PROMPT: Read through the records below and copy each line that uses the word "contains".

Dataset entries:

//! Metrics module for the batch engine
//!
//! Provides Prometheus metrics for monitoring and observability.

pub mod prometheus;

pub use prometheus::{encode_metrics, register_metrics, REGISTRY};

/// Register metrics once per process; repeated calls are harmless.
pub fn init_metrics() {
    if let Err(e) = register_metrics() {
        tracing::debug!("Prometheus metrics not registered: {}", e);
    }
}
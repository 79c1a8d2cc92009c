//! Error types for the batchwise engine.
//!
//! Errors are split by who observes them:
//!
//! ```text
//! EngineError  - caller errors, returned synchronously from the engine API
//! ConfigError  - invalid batch or engine configuration
//! ClientError  - failures of the inference collaborator (caught by the executor)
//! SinkError    - metrics persistence failures (logged and swallowed)
//! ```
//!
//! Execution failures of a batch are never returned as `Err` to callers. They
//! are recorded per request as a [`FailureKind`](crate::types::FailureKind)
//! inside the request's `InferenceResult`.

use std::time::Duration;

use thiserror::Error;

use crate::types::RequestId;

/// Errors returned by the caller-facing engine API
#[derive(Error, Debug, Clone, PartialEq)]
pub enum EngineError {
    /// A request with this id is already known to the engine
    #[error("Request {0} is already queued")]
    DuplicateRequest(RequestId),

    /// The id was never enqueued, or its result has been purged
    #[error("Request {0} not found")]
    NotFound(RequestId),

    /// The request has been claimed into a batch and can no longer be cancelled
    #[error("Request {0} is already part of an executing batch")]
    AlreadyProcessing(RequestId),

    /// The request already has a terminal result
    #[error("Request {0} has already been resolved")]
    AlreadyResolved(RequestId),

    /// The caller stopped waiting; the request may still complete later
    #[error("Timed out after {waited:?} waiting for request {id}")]
    Timeout { id: RequestId, waited: Duration },

    /// The queue has reached its configured capacity
    #[error("Queue is full (max: {max})")]
    QueueFull { max: usize },

    /// The engine is shutting down and no longer accepts work
    #[error("Engine is shutting down")]
    ShuttingDown,

    /// The engine was constructed outside of a tokio runtime
    #[error("No tokio runtime available: {0}")]
    NoRuntime(String),

    /// Configuration failed validation
    #[error(transparent)]
    InvalidConfig(#[from] ConfigError),
}

impl EngineError {
    /// True for errors that describe a caller mistake or race rather than a
    /// condition of the engine itself.
    pub fn is_caller_error(&self) -> bool {
        matches!(
            self,
            EngineError::DuplicateRequest(_)
                | EngineError::NotFound(_)
                | EngineError::AlreadyProcessing(_)
                | EngineError::AlreadyResolved(_)
        )
    }
}

/// Errors raised while validating configuration
#[derive(Error, Debug, Clone, PartialEq)]
pub enum ConfigError {
    #[error("{field} must be greater than zero")]
    NotPositive { field: &'static str },

    #[error("min_batch_size ({min}) must not exceed max_batch_size ({max})")]
    MinExceedsMax { min: usize, max: usize },

    #[error("Invalid value for {field}: {message}")]
    Invalid { field: &'static str, message: String },
}

impl ConfigError {
    /// Create a zero/negative value error
    pub fn not_positive(field: &'static str) -> Self {
        Self::NotPositive { field }
    }

    /// Create a generic invalid value error
    pub fn invalid(field: &'static str, message: impl Into<String>) -> Self {
        Self::Invalid { field, message: message.into() }
    }
}

/// Errors raised by an inference collaborator
#[derive(Error, Debug)]
pub enum ClientError {
    /// Could not reach the inference service
    #[error("Failed to reach inference service: {0}")]
    Transport(String),

    /// The service answered with an error status
    #[error("Inference service returned {status}: {message}")]
    Service { status: u16, message: String },

    /// HTTP client error
    #[error("HTTP error: {0}")]
    Http(#[from] reqwest::Error),

    /// Response body could not be decoded
    #[error("Serialization error: {0}")]
    Serialization(#[from] serde_json::Error),

    /// The client implementation panicked during the call
    #[error("Inference client panicked: {0}")]
    Panicked(String),
}

impl ClientError {
    /// Create a transport error
    pub fn transport(msg: impl Into<String>) -> Self {
        Self::Transport(msg.into())
    }

    /// Create a service error
    pub fn service(status: u16, msg: impl Into<String>) -> Self {
        Self::Service { status, message: msg.into() }
    }
}

/// Errors raised by a metrics sink
#[derive(Error, Debug)]
pub enum SinkError {
    #[error("Metrics sink unavailable: {0}")]
    Unavailable(String),

    #[error("HTTP error: {0}")]
    Http(#[from] reqwest::Error),

    #[error("Metrics sink rejected record with status {0}")]
    Rejected(u16),
}

#[cfg(test)]
mod tests {
    use super::*;

    #[test]
    fn test_engine_error_display() {
        let id = RequestId::from_u128(7);
        let err = EngineError::AlreadyProcessing(id);
        assert!(err.to_string().contains("already part of an executing batch"));

        let err = EngineError::Timeout { id, waited: Duration::from_millis(250) };
        assert!(err.to_string().contains("250ms"));
    }

    #[test]
    fn test_caller_error_classification() {
        let id = RequestId::from_u128(1);
        assert!(EngineError::DuplicateRequest(id).is_caller_error());
        assert!(EngineError::AlreadyProcessing(id).is_caller_error());
        assert!(!EngineError::Timeout { id, waited: Duration::ZERO }.is_caller_error());
        assert!(!EngineError::ShuttingDown.is_caller_error());
    }

    #[test]
    fn test_config_error_helpers() {
        let err = ConfigError::not_positive("max_batch_size");
        assert_eq!(err.to_string(), "max_batch_size must be greater than zero");

        let err = ConfigError::MinExceedsMax { min: 6, max: 5 };
        assert_eq!(err.to_string(), "min_batch_size (6) must not exceed max_batch_size (5)");

        let engine_err: EngineError = ConfigError::invalid("grace_period", "too long").into();
        assert!(matches!(engine_err, EngineError::InvalidConfig(_)));
    }

    #[test]
    fn test_client_error_helpers() {
        let err = ClientError::service(503, "overloaded");
        assert_eq!(err.to_string(), "Inference service returned 503: overloaded");
        assert!(matches!(ClientError::transport("refused"), ClientError::Transport(_)));
    }
}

EXERCISE RESULT:
        assert!(err.to_string().contains("already part of an executing batch"));
        assert!(err.to_string().contains("250ms"));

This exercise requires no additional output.